# Blind Baselines Beat Membership Inference Attacks for Foundation Models

This repository contains the code for the paper "Blind Baselines Beat Membership Inference Attacks for Foundation Models".

### Abstract

Membership inference (MI) attacks try to determine if a data sample was used to train a machine learning model. 
For foundation models trained on unknown Web data, MI attacks are often used to detect copyrighted training materials, measure test set contamination, or audit machine unlearning. 
Unfortunately, we find that evaluations of MI attacks for foundation models are flawed, because they sample members and non-members from different distributions. 
For 9 published MI evaluation datasets, we show that blind attacks—that distinguish the member and non-member distributions without looking at any trained model—outperform state-of-the-art MI attacks. 
Existing evaluations thus tell us nothing about membership leakage of a foundation model’s training data.

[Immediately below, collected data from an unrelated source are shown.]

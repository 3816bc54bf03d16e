//! Domain-level error taxonomy for the review workflow.

use vizrev_state::StorageError;

/// Review workflow errors.
#[derive(Debug, thiserror::Error)]
pub enum ReviewError {
    #[error("release not found: {0}")]
    ReleaseNotFound(String),

    #[error("status {status_id} not found on release {release_id}")]
    StatusNotFound {
        release_id: String,
        status_id: String,
    },

    #[error("no verified release for repository {0}")]
    NoVerifiedRelease(String),

    #[error("no verified releases found")]
    NoVerifiedReleases,

    #[error("validation error: {0}")]
    Validation(String),

    #[error("release {release_id} was modified concurrently; gave up after {attempts} attempts")]
    Conflict { release_id: String, attempts: u32 },

    #[error("storage error: {0}")]
    Storage(StorageError),
}

impl ReviewError {
    /// Whether the error means the addressed resource does not exist.
    pub fn is_not_found(&self) -> bool {
        matches!(
            self,
            Self::ReleaseNotFound(_) | Self::StatusNotFound { .. } | Self::NoVerifiedRelease(_)
        )
    }
}

impl From<StorageError> for ReviewError {
    fn from(err: StorageError) -> Self {
        match err {
            StorageError::ReleaseNotFound { release_id } => Self::ReleaseNotFound(release_id),
            StorageError::VersionConflict { release_id, .. } => Self::Conflict {
                release_id,
                attempts: 1,
            },
            other => Self::Storage(other),
        }
    }
}

/// Result type for review operations.
pub type Result<T> = std::result::Result<T, ReviewError>;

## How to run our attacks?
At the root of the repository, run the following to install required dependencies:

```pip install -r requirements.txt```

### Setting up Datasets

All datasets except for the Arxiv (1 month vs 1 month) dataset require no further setup, you can continue to the next step for all other datasets. (For arxiv1m_1m dataset, check [this section](#setting-up-the-arxiv-1-month-vs-1-month-dataset))

### Run Attacks

Run the ``run_attack.py`` script with the required command line arguments using the command below.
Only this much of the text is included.